TASK DIRECTIONS: Each line from the one that contains "fn fmt(&self, f: &mut" to the end of the entries must be copied word for word, and only those lines.
RECORDS FOR THE TASK Block Start
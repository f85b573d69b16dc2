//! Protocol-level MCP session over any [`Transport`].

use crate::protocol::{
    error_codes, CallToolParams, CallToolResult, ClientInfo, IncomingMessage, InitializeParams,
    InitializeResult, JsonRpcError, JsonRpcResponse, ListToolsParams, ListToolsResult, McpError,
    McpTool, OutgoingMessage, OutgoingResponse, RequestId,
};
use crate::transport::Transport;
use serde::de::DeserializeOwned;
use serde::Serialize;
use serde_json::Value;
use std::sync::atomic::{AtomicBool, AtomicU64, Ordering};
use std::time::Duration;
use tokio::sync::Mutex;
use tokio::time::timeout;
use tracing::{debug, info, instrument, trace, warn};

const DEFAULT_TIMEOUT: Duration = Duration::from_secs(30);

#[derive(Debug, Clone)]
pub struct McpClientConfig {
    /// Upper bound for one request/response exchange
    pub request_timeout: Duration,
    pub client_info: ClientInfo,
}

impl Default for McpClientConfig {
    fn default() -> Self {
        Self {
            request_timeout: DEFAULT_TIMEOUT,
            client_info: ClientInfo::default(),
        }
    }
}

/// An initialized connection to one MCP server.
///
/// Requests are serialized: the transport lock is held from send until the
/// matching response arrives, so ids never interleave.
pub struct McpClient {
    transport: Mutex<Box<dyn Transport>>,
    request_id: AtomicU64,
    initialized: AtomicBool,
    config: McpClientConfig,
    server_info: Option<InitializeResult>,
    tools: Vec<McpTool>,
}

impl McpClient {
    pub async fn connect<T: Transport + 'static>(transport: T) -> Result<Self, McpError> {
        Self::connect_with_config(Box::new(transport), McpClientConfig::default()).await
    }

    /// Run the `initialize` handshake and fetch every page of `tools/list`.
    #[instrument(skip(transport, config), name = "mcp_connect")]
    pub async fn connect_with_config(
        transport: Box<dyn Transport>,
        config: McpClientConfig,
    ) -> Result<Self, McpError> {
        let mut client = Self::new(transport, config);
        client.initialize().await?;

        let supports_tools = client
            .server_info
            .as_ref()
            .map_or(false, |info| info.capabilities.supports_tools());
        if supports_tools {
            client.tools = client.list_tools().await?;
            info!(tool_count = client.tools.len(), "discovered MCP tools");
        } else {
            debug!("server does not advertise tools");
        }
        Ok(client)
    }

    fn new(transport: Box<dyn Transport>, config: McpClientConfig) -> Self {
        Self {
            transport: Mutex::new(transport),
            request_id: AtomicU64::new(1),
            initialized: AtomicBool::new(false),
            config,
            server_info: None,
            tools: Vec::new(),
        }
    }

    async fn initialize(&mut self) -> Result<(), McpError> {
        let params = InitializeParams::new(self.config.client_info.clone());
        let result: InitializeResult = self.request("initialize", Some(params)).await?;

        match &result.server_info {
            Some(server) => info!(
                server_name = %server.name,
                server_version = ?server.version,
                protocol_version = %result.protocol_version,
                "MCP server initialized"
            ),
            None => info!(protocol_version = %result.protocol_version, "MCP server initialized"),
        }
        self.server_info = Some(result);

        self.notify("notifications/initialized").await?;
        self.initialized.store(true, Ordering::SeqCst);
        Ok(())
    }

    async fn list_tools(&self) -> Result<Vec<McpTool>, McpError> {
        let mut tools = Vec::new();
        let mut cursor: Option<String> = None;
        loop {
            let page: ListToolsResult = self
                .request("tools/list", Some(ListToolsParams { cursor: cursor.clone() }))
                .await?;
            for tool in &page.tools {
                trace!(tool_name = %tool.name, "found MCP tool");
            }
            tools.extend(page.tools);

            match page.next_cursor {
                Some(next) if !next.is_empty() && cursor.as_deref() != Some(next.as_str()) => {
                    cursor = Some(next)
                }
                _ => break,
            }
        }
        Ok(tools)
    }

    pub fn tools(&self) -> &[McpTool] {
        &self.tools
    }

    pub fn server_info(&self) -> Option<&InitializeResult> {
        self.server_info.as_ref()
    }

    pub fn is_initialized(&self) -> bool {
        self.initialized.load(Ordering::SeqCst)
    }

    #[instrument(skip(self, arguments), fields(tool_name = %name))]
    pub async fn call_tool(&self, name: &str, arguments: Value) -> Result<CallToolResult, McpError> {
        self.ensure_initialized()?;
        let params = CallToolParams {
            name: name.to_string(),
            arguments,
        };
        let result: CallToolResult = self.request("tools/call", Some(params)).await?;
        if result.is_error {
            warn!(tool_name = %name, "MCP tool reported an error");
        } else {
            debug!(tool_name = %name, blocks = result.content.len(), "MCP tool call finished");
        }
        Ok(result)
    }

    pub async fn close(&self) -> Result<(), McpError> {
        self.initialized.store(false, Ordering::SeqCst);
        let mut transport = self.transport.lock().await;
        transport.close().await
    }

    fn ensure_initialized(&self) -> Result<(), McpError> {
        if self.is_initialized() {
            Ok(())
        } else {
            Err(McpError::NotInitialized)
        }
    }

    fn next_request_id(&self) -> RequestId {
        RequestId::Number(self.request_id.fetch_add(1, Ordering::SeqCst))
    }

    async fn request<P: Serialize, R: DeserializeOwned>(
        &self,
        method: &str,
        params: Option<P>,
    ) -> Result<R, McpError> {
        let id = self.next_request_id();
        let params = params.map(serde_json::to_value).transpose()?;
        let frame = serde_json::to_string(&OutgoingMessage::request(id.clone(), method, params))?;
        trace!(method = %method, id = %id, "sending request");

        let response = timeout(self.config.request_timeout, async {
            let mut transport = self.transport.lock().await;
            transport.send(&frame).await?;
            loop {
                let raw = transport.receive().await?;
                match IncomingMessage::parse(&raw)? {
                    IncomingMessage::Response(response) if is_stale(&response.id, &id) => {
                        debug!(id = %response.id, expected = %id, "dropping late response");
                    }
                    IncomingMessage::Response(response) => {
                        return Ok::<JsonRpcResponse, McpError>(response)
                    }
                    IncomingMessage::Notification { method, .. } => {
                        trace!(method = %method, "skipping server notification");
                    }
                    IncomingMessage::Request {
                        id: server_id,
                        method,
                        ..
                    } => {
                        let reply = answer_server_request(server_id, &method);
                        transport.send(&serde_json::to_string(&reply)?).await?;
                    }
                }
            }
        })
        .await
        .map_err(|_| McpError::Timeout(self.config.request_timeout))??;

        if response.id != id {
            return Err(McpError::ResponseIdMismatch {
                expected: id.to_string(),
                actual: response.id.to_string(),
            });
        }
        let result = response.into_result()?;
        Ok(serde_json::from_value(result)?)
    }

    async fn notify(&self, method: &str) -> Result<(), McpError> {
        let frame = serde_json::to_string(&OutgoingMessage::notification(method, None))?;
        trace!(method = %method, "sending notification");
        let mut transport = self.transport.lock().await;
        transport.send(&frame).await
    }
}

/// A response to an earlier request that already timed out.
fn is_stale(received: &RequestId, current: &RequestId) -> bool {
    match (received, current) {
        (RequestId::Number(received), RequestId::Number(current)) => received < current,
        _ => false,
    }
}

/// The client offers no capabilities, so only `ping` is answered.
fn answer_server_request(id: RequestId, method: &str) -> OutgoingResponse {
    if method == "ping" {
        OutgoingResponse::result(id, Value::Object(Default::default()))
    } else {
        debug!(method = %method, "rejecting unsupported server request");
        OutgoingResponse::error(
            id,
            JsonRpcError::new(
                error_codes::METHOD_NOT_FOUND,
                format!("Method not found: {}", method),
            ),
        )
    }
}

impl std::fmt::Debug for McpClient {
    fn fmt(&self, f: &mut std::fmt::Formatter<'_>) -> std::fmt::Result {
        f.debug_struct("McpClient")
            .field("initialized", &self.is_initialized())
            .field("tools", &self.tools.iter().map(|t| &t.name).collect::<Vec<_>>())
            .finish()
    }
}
RECORDS FOR THE TASK Block End
ANSWER BOX:
    fn fmt(&self, f: &mut std::fmt::Formatter<'_>) -> std::fmt::Result {
        f.debug_struct("McpClient")
            .field("initialized", &self.is_initialized())
            .field("tools", &self.tools.iter().map(|t| &t.name).collect::<Vec<_>>())
            .finish()
    }
}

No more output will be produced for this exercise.